D’après lui, « les autorités marocaines, signataires de l’accord de Genève sur les réfugiés, ont donné leur « Ok » pour l’entrée de neuf Syriens du groupe des 15 puisqu’ils ont des membres de leurs familles qui vivent de façon régulière au Maroc au titre de l’unité familiale (regroupement familial) ».
Appel à l’ouverture d’un couloir humanitaire
Selon le représentant au HCR à Rabat, ce qui barre la route à l’ouverture d’un couloir humanitaire est le fait que « les autorités marocaines disent que ces gens sont sur le territoire algérien et les autorités algériennes disent que ces gens-là sont sur le territoire marocain » !
En contact avec des associations sur place, le HCR confirme qu’une aide parvient à ces personnes à la fois du côté marocain et du côté algérien. « C’est positif, mais nous souhaiterions avoir une aide un peu régulière et souhaiterions que le sort de ces gens soit décidé en accord avec le principe de protection des réfugiés », a-t-il espéré M. Cavaliéri.
Le médecin humanitaire, Zouhair Lahna, qui s’est déplacé en compagnie d’un Syrien, qui travaille avec le HCR, et qui « ont été refoulé gentiment (le dimanche 30 avril) avant de pouvoir revenir sur Figuig en prenant des transports en commun », explique qu’il est difficile pour ces Syriens d’aller jusqu’à Tunis pour pouvoir rentrer légalement.
« Ils ne vont pas accepter », a-t-il confié à Anadolu en expliquant ces réfugiés « sont venus à partir du Liban en prenant l’avion pour le Soudan, un autre vers la Lybie avant de traverser le désert jusqu’aux frontières marocaines ».
Ce chirurgien obstétricien et ancien chef de clinique des Universités de Paris VII, confirme l’existence d’un « collectif sur place composé des associations de villes de Figuig et de Bouarfa qui essayent d’aider les deux groupes ont leur passant de la nourriture et des couvertures, nuitamment, au risque de recevoir des balles du côté marocain ou algérien ».
Les riverains à la rescousse
En l’absence d’un couloir humanitaire, ce sont les populations riveraines des deux côtés qui essayent tant soit peu de maintenir en vie ces malheureux réfugiés. « Ce sont des gens très courageux.
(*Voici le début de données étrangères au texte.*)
//! Health reports, the transactions recorded by the ledger.
//!
//! A report is a closed record: the ledger never interprets the clinical
//! fields, it only encodes them canonically for hashing and signing. The
//! signature is held as raw bytes in memory; on the wire it is base64 text.
//! Decoding also accepts the legacy array-of-byte-values form and normalizes
//! both to raw bytes immediately.

use serde::{Deserialize, Serialize};
use std::fmt;
use thiserror::Error;
use tracing::warn;

use crate::crypto::signature::{SignatureError, SignatureScheme};
use crate::encoding::{ensure_finite, to_canonical_bytes, EncodingError};
use crate::types::unix_timestamp;

/// Serialized report awaiting selection in the transaction pool
pub type PoolEntry = serde_json::Value;

/// Report-related errors
#[derive(Debug, Error)]
pub enum ReportError {
    #[error("Malformed report: {0}")]
    Malformed(#[from] serde_json::Error),

    #[error("Encoding failed: {0}")]
    Encoding(#[from] EncodingError),

    #[error("Signature error: {0}")]
    Signature(#[from] SignatureError),
}

/// Vital signs captured during an encounter
#[derive(Debug, Clone, PartialEq, Serialize, Deserialize)]
pub struct Vitals {
    #[serde(rename = "BP")]
    pub blood_pressure: String,
    #[serde(rename = "HR")]
    pub heart_rate: u32,
    #[serde(rename = "SpO2")]
    pub spo2: String,
    #[serde(rename = "Temp")]
    pub temperature: String,
}

impl fmt::Display for Vitals {
    fn fmt(&self, f: &mut fmt::Formatter<'_>) -> fmt::Result {
        write!(
            f,
            "BP: {}, HR: {}, SpO2: {}, Temp: {}",
            self.blood_pressure, self.heart_rate, self.spo2, self.temperature
        )
    }
}

/// A signed medical encounter record
#[derive(Debug, Clone, PartialEq, Serialize, Deserialize)]
pub struct HealthReport {
    pub patient_id: String,
    pub doctor_id: String,
    pub symptoms: String,
    pub diagnosis: String,
    pub vitals: Vitals,
    pub notes: String,
    /// Seconds since the Unix epoch
    pub timestamp: f64,
    /// Author public key in the signature scheme's textual form
    pub doctor_public_key_serialized: Option<String>,
    #[serde(default, with = "signature_serde")]
    pub signature: Option<Vec<u8>>,
}

/// Every field except the signature; this is what gets signed.
#[derive(Serialize)]
struct SigningPayload<'a> {
    patient_id: &'a str,
    doctor_id: &'a str,
    symptoms: &'a str,
    diagnosis: &'a str,
    vitals: &'a Vitals,
    notes: &'a str,
    timestamp: f64,
    doctor_public_key_serialized: Option<&'a str>,
}

impl HealthReport {
    /// Create an unsigned report stamped with the current time
    pub fn new(
        patient_id: impl Into<String>,
        doctor_id: impl Into<String>,
        symptoms: impl Into<String>,
        diagnosis: impl Into<String>,
        vitals: Vitals,
        notes: impl Into<String>,
    ) -> Self {
        Self {
            patient_id: patient_id.into(),
            doctor_id: doctor_id.into(),
            symptoms: symptoms.into(),
            diagnosis: diagnosis.into(),
            vitals,
            notes: notes.into(),
            timestamp: unix_timestamp(),
            doctor_public_key_serialized: None,
            signature: None,
        }
    }

    pub fn with_timestamp(mut self, timestamp: f64) -> Self {
        self.timestamp = timestamp;
        self
    }

    pub fn with_public_key(mut self, serialized: impl Into<String>) -> Self {
        self.doctor_public_key_serialized = Some(serialized.into());
        self
    }

    /// Canonical bytes of the report without its signature
    pub fn message_for_signing(&self) -> Result<Vec<u8>, EncodingError> {
        let payload = SigningPayload {
            patient_id: &self.patient_id,
            doctor_id: &self.doctor_id,
            symptoms: &self.symptoms,
            diagnosis: &self.diagnosis,
            vitals: &self.vitals,
            notes: &self.notes,
            timestamp: ensure_finite("timestamp", self.timestamp)?,
            doctor_public_key_serialized: self.doctor_public_key_serialized.as_deref(),
        };
        to_canonical_bytes(&payload)
    }

    /// Canonical bytes of the complete report, signature included
    pub fn canonical_bytes(&self) -> Result<Vec<u8>, EncodingError> {
        ensure_finite("timestamp", self.timestamp)?;
        to_canonical_bytes(self)
    }

    /// Sign the report with the author's private key
    pub fn sign(
        &mut self,
        scheme: &dyn SignatureScheme,
        private_key: &[u8],
    ) -> Result<(), ReportError> {
        let message = self.message_for_signing()?;
        self.signature = Some(scheme.sign(private_key, &message)?);
        Ok(())
    }

    /// Verify the signature, surfacing why verification could not run
    pub fn try_verify(&self, scheme: &dyn SignatureScheme) -> Result<bool, ReportError> {
        let signature = match self.signature.as_deref() {
            Some(sig) if !sig.is_empty() => sig,
            _ => return Err(SignatureError::MissingSignature.into()),
        };
        let encoded_key = self
            .doctor_public_key_serialized
            .as_deref()
            .ok_or(SignatureError::MissingPublicKey)?;

        let public_key = scheme.deserialize_public_key(encoded_key)?;
        let message = self.message_for_signing()?;
        Ok(scheme.verify(&public_key, &message, signature)?)
    }

    /// Verify the signature. Any provider error counts as a failed verification.
    pub fn verify_signature(&self, scheme: &dyn SignatureScheme) -> bool {
        match self.try_verify(scheme) {
            Ok(valid) => valid,
            Err(e) => {
                warn!(doctor_id = %self.doctor_id, error = %e, "Error verifying report signature");
                false
            }
        }
    }

    /// Serialize to the flat keyed pool/wire form
    pub fn to_entry(&self) -> Result<PoolEntry, ReportError> {
        Ok(serde_json::to_value(self)?)
    }

    /// Decode the pool/wire form, normalizing the signature to raw bytes
    pub fn from_entry(entry: &PoolEntry) -> Result<Self, ReportError> {
        Ok(Self::deserialize(entry)?)
    }
}

impl fmt::Display for HealthReport {
    fn fmt(&self, f: &mut fmt::Formatter<'_>) -> fmt::Result {
        writeln!(f, "     Doctor    : {}", self.doctor_id)?;
        writeln!(f, "     Symptoms  : {}", self.symptoms)?;
        writeln!(f, "     Diagnosis : {}", self.diagnosis)?;
        writeln!(f, "     Vitals    : {}", self.vitals)?;
        write!(f, "     Notes     : {}", self.notes)
    }
}

mod signature_serde {
    use base64::engine::general_purpose::STANDARD;
    use base64::Engine;
    use serde::{de, Deserialize, Deserializer, Serializer};

    #[derive(Deserialize)]
    #[serde(untagged)]
    enum Repr {
        Text(String),
        Legacy(Vec<u8>),
    }

    pub fn serialize<S>(signature: &Option<Vec<u8>>, serializer: S) -> Result<S::Ok, S::Error>
    where
        S: Serializer,
    {
        match signature {
            Some(bytes) if !bytes.is_empty() => serializer.serialize_str(&STANDARD.encode(bytes)),
            _ => serializer.serialize_none(),
        }
    }

    pub fn deserialize<'de, D>(deserializer: D) -> Result<Option<Vec<u8>>, D::Error>
    where
        D: Deserializer<'de>,
    {
        let bytes = match Option::<Repr>::deserialize(deserializer)? {
            None => return Ok(None),
            Some(Repr::Text(text)) => STANDARD.decode(text.trim()).map_err(de::Error::custom)?,
            Some(Repr::Legacy(bytes)) => bytes,
        };
        Ok(if bytes.is_empty() { None } else { Some(bytes) })
    }
}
Des Marocains, mais aussi des Algériens qui prennent le même risque », a assuré le médecin sans frontières en déplorant le fait que « l’aide ne parvient à ces gens que clandestinement ».
Ce membre de MSF, affirme non sans amertume qu’au sein du groupe des 15, qui sont tous des kurdes, qu’il y a eu naissance d’une petite fille. «La petite fille, qui a vu le jour sans aucune assistance médicale, présente une malformation préoccupante, une fente labio-palatine (ouverture de la lèvre supérieure et du palais) qui requiert une chirurgie en plusieurs temps, mais heureusement pas de suite».
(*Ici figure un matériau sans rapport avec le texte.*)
pub mod error;
pub mod pool;

pub use error::{MempoolError, MempoolResult};
pub use pool::TransactionPool;
pub mod coordinator;
pub mod pow;
pub mod signal;
pub mod template;
pub mod worker;

pub use coordinator::{Miner, RoundSummary};
pub use pow::{MiningOutcome, ProofOfWork};
pub use signal::RoundSignal;
pub use template::{BlockTemplate, ChainTip, ChainView, MempoolInterface, Selection};
pub use worker::{
    BlockBroadcaster, BroadcastOutcome, MiningWorker, PreemptionPolicy, ShortBatchPolicy,
    WorkerConfig, WorkerOutcome,
};

#[cfg(test)]
pub(crate) mod test_support;
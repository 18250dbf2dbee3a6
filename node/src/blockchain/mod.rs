//! The node's append-only chain of blocks.
//!
//! The chain is shared by every worker and the consensus gate. Reads take the
//! read lock; `append_if_tip` checks linkage and appends under one write lock,
//! so a block sealed on an outdated tip can never land.

use medchain_core::{Block, BlockError, GENESIS_PREVIOUS_HASH};
use miner::{ChainTip, ChainView};
use parking_lot::RwLock;
use thiserror::Error;
use tracing::info;

#[derive(Debug, Error)]
pub enum ChainError {
    #[error("Block {index} does not extend the tip: expected index {expected_index} on {expected_hash}")]
    StaleTip {
        index: u64,
        expected_index: u64,
        expected_hash: String,
    },

    #[error("Invalid genesis block: {0}")]
    InvalidGenesis(String),

    #[error("Block {index} is invalid: {source}")]
    InvalidBlock {
        index: u64,
        #[source]
        source: BlockError,
    },

    #[error("Block {index} is not linked to its predecessor")]
    BrokenLink { index: u64 },
}

#[derive(Debug)]
pub struct Chain {
    blocks: RwLock<Vec<Block>>,
}

impl Chain {
    /// Start a chain from a fresh genesis block
    pub fn new(difficulty: u32) -> Result<Self, BlockError> {
        let genesis = Block::genesis(difficulty)?;
        info!(hash = %genesis.hash(), "Initialized blockchain with genesis block");
        Ok(Self::from_genesis(genesis))
    }

    pub fn from_genesis(genesis: Block) -> Self {
        Self {
            blocks: RwLock::new(vec![genesis]),
        }
    }

    pub fn tip(&self) -> ChainTip {
        match self.blocks.read().last() {
            Some(last) => ChainTip {
                index: last.index(),
                hash: last.hash().to_string(),
            },
            // Seeded with genesis and append-only, so only reachable if that changes
            None => ChainTip {
                index: 0,
                hash: GENESIS_PREVIOUS_HASH.to_string(),
            },
        }
    }

    pub fn len(&self) -> usize {
        self.blocks.read().len()
    }

    pub fn is_empty(&self) -> bool {
        self.blocks.read().is_empty()
    }

    pub fn latest(&self) -> Option<Block> {
        self.blocks.read().last().cloned()
    }

    pub fn get(&self, index: u64) -> Option<Block> {
        self.blocks.read().get(index as usize).cloned()
    }

    /// Snapshot of every block
    pub fn blocks(&self) -> Vec<Block> {
        self.blocks.read().clone()
    }

    /// Append `block` if it directly extends the current tip
    pub fn append_if_tip(&self, block: Block) -> Result<(), ChainError> {
        let mut blocks = self.blocks.write();
        let (tip_index, tip_hash) = match blocks.last() {
            Some(last) => (last.index(), last.hash()),
            None => return Err(ChainError::InvalidGenesis("chain has no blocks".to_string())),
        };

        if block.index() != tip_index + 1 || block.previous_hash() != tip_hash {
            return Err(ChainError::StaleTip {
                index: block.index(),
                expected_index: tip_index + 1,
                expected_hash: tip_hash.to_string(),
            });
        }

        blocks.push(block);
        Ok(())
    }

    /// Check linkage, integrity and proof of work of the whole chain
    pub fn validate(&self) -> Result<(), ChainError> {
        let blocks = self.blocks.read();
        let genesis = blocks
            .first()
            .ok_or_else(|| ChainError::InvalidGenesis("chain has no blocks".to_string()))?;

        if !genesis.is_genesis() || genesis.previous_hash() != GENESIS_PREVIOUS_HASH {
            return Err(ChainError::InvalidGenesis(format!(
                "index {} with previous hash {}",
                genesis.index(),
                genesis.previous_hash()
            )));
        }
        genesis
            .verify_integrity()
            .map_err(|source| ChainError::InvalidBlock { index: 0, source })?;

        for pair in blocks.windows(2) {
            let (prev, block) = (&pair[0], &pair[1]);
            if block.index() != prev.index() + 1 || block.previous_hash() != prev.hash() {
                return Err(ChainError::BrokenLink {
                    index: block.index(),
                });
            }
            block.validate().map_err(|source| ChainError::InvalidBlock {
                index: block.index(),
                source,
            })?;
        }
        Ok(())
    }
}

impl ChainView for Chain {
    fn tip(&self) -> ChainTip {
        Chain::tip(self)
    }
}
Cette fille risque d’avoir des problèmes, car pour pouvoir téter et éviter les fausses routes (passage du lait dans les voies respiratoires) pour ne pas s’asphyxier par le lait, on doit ou mettre en place un palais artificiel ou utiliser des tétines longues pour alimenter la petite », a-t-il expliqué.
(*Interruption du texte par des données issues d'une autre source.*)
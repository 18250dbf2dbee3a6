//! Proof-of-Work
//!
//! Searches nonces until the block hash has the required number of leading
//! zero hex digits. The search has no iteration bound; it ends when a hash
//! qualifies or when the round signal is observed set, which is checked once
//! per attempt.

use medchain_core::{hash_meets_difficulty, Block, BlockError};
use tracing::debug;

use super::signal::RoundSignal;

const PROGRESS_LOG_INTERVAL: u64 = 1_000_000;

/// Result of a proof-of-work search
#[derive(Debug, Clone, PartialEq)]
pub enum MiningOutcome {
    /// The block's hash meets the difficulty
    Sealed(Block),
    /// The round signal was set before a solution was found
    Cancelled,
}

impl MiningOutcome {
    pub fn is_sealed(&self) -> bool {
        matches!(self, MiningOutcome::Sealed(_))
    }
}

pub struct ProofOfWork;

impl ProofOfWork {
    /// Seal `block` at `difficulty`, or give up once `signal` is set.
    pub fn mine(
        mut block: Block,
        difficulty: u32,
        signal: &RoundSignal,
    ) -> Result<MiningOutcome, BlockError> {
        let mut attempts: u64 = 0;
        while !signal.is_set() {
            if hash_meets_difficulty(block.refresh_hash()?, difficulty) {
                debug!(index = block.index(), nonce = block.nonce(), attempts, "Found valid block");
                return Ok(MiningOutcome::Sealed(block));
            }

            block.increment_nonce();
            attempts += 1;
            if attempts % PROGRESS_LOG_INTERVAL == 0 {
                debug!(index = block.index(), attempts, "Mining in progress");
            }
        }

        Ok(MiningOutcome::Cancelled)
    }
}
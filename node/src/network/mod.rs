//! Block propagation between the simulated miners.
//!
//! All miners share one process, so "broadcasting" a block means submitting
//! it to the [`NodeNetwork`] gate, which re-verifies it on behalf of every
//! peer and decides whether the chain accepts it.

pub mod broadcast;

pub use broadcast::NodeNetwork;
//! GC triggers — the JVM-reported reason a collection occurred.
//!
//! HotSpot prints the cause in parentheses after the collection name, in
//! both legacy (`[GC (System.gc()) ...`) and unified
//! (`Pause Young (Normal) (G1 Evacuation Pause)`) formats. The literal
//! table below is built once into the pattern catalog; an unmatched cause
//! string maps to [`Trigger::Unknown`], a line with no cause at all to
//! [`Trigger::None`].

use serde::{Deserialize, Serialize};

#[derive(Clone, Copy, Debug, PartialEq, Eq, Hash, Serialize, Deserialize)]
#[serde(rename_all = "snake_case")]
pub enum Trigger {
    None,
    Unknown,
    // Explicit requests
    SystemGc,
    DiagnosticCommand,
    JvmtiForceGc,
    HeapInspection,
    HeapDump,
    WhiteBoxYoung,
    WhiteBoxFull,
    WhiteBoxConcurrentMark,
    // Allocation pressure
    AllocationFailure,
    AllocationProfiler,
    AllocationRate,
    AllocationStall,
    GcLocker,
    Ergonomics,
    // Metaspace / permanent generation
    MetadataGcThreshold,
    MetadataGcClearSoftRefs,
    LastDitchCollection,
    PermGenFull,
    // Failure modes
    PromotionFailed,
    ConcurrentModeFailure,
    ConcurrentModeInterrupted,
    ToSpaceExhausted,
    ToSpaceOverflow,
    UpgradeToFullGc,
    // CMS phases reported as causes
    CmsInitialMark,
    CmsFinalRemark,
    // G1
    G1EvacuationPause,
    HumongousAllocation,
    G1CompactionPause,
    G1PeriodicCollection,
    G1PreventiveCollection,
    // Z
    Timer,
    Warmup,
    Proactive,
    HighUsage,
    OutOfMemory,
    // Shenandoah
    ConcurrentGc,
    DegeneratedGc,
    // Test and tooling causes
    FullGcAlot,
    ScavengeAlot,
    UpdateAllocationContextStats,
    CodeCacheGcThreshold,
    NoGc,
}

/// Cause text exactly as HotSpot prints it, most specific first where one
/// literal is a prefix of another.
const TRIGGER_LITERALS: &[(&str, Trigger)] = &[
    ("System.gc()", Trigger::SystemGc),
    ("Diagnostic Command", Trigger::DiagnosticCommand),
    ("JvmtiEnv ForceGarbageCollection", Trigger::JvmtiForceGc),
    ("Heap Inspection Initiated GC", Trigger::HeapInspection),
    ("Heap Dump Initiated GC", Trigger::HeapDump),
    ("WhiteBox Initiated Young GC", Trigger::WhiteBoxYoung),
    ("WhiteBox Initiated Full GC", Trigger::WhiteBoxFull),
    ("WhiteBox Initiated Concurrent Mark", Trigger::WhiteBoxConcurrentMark),
    ("Allocation Failure During Evacuation", Trigger::AllocationFailure),
    ("Allocation Failure", Trigger::AllocationFailure),
    ("Allocation Profiler", Trigger::AllocationProfiler),
    ("Allocation Rate", Trigger::AllocationRate),
    ("Allocation Stall", Trigger::AllocationStall),
    ("GCLocker Initiated GC", Trigger::GcLocker),
    ("Ergonomics", Trigger::Ergonomics),
    ("Metadata GC Clear Soft References", Trigger::MetadataGcClearSoftRefs),
    ("Metadata GC Threshold", Trigger::MetadataGcThreshold),
    ("Last ditch collection", Trigger::LastDitchCollection),
    ("PermGen Full", Trigger::PermGenFull),
    ("promotion failed", Trigger::PromotionFailed),
    ("concurrent mode failure", Trigger::ConcurrentModeFailure),
    ("concurrent mode interrupted", Trigger::ConcurrentModeInterrupted),
    ("To-space Exhausted", Trigger::ToSpaceExhausted),
    ("to-space exhausted", Trigger::ToSpaceExhausted),
    ("to-space overflow", Trigger::ToSpaceOverflow),
    ("Upgrade To Full GC", Trigger::UpgradeToFullGc),
    ("CMS Initial Mark", Trigger::CmsInitialMark),
    ("CMS Final Remark", Trigger::CmsFinalRemark),
    ("G1 Evacuation Pause", Trigger::G1EvacuationPause),
    ("G1 Humongous Allocation", Trigger::HumongousAllocation),
    ("Humongous Allocation", Trigger::HumongousAllocation),
    ("G1 Compaction Pause", Trigger::G1CompactionPause),
    ("G1 Periodic Collection", Trigger::G1PeriodicCollection),
    ("G1 Preventive Collection", Trigger::G1PreventiveCollection),
    ("Timer", Trigger::Timer),
    ("Warmup", Trigger::Warmup),
    ("Proactive", Trigger::Proactive),
    ("High Usage", Trigger::HighUsage),
    ("Out of Memory", Trigger::OutOfMemory),
    ("Concurrent GC", Trigger::ConcurrentGc),
    ("Degenerated GC", Trigger::DegeneratedGc),
    ("FullGCAlot", Trigger::FullGcAlot),
    ("ScavengeAlot", Trigger::ScavengeAlot),
    ("Update Allocation Context Stats", Trigger::UpdateAllocationContextStats),
    ("CodeCache GC Threshold", Trigger::CodeCacheGcThreshold),
    ("No GC", Trigger::NoGc),
];

impl Trigger {
    /// Map a cause string (the text inside the parentheses) to a trigger.
    pub fn from_cause(cause: &str) -> Trigger {
        let cause = cause.trim();
        if cause.is_empty() {
            return Trigger::None;
        }
        for &(literal, trigger) in TRIGGER_LITERALS {
            if cause == literal {
                return trigger;
            }
        }
        Trigger::Unknown
    }

    /// Scan a line for the first parenthesized cause that matches the
    /// literal table. Returns [`Trigger::None`] when no parenthesized
    /// group matches; a line without a cause is not an error.
    pub fn find_in(line: &str) -> Trigger {
        let mut rest = line;
        while let Some(open) = rest.find('(') {
            let tail = &rest[open + 1..];
            let Some(close) = tail.find(')') else { break };
            let matched = Trigger::from_cause(&tail[..close]);
            if matched != Trigger::None && matched != Trigger::Unknown {
                return matched;
            }
            rest = &tail[close + 1..];
        }
        Trigger::None
    }

    /// True for causes that represent an externally requested collection
    /// rather than organic allocation pressure.
    pub fn is_explicit_request(&self) -> bool {
        matches!(
            self,
            Trigger::SystemGc
                | Trigger::DiagnosticCommand
                | Trigger::JvmtiForceGc
                | Trigger::HeapInspection
                | Trigger::HeapDump
        )
    }
}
Tout en mettant l’accent sur les conditions d’hygiène pour la maman, Lahna a appelé « à agir faisant fi des calculs politiciens et des jeux de souveraineté ou de dignité d’un pays ou d'un autre».
Outre son appel au dépassement des contraintes juridiques pour une solution humanitaire, ce médecin a insisté sur la nécessité d’ouvrir un couloir humanitaire.
« On demande l’ouverture d’un couloir humanitaire en attendant une issue définitive de ce problème », s’est-il insurgé en fustigeant l’action des ONG et associations marocaines, qui ont publié des communiqués dont Anadolu détient des copies, qu’il qualifie de « tiède ».
« Que reste-t-il de notre dignité si celle des pauvres gens qui ont fui la guerre et demandent de l’aide à nos portes est bafouée ? », s’est-il interrogé.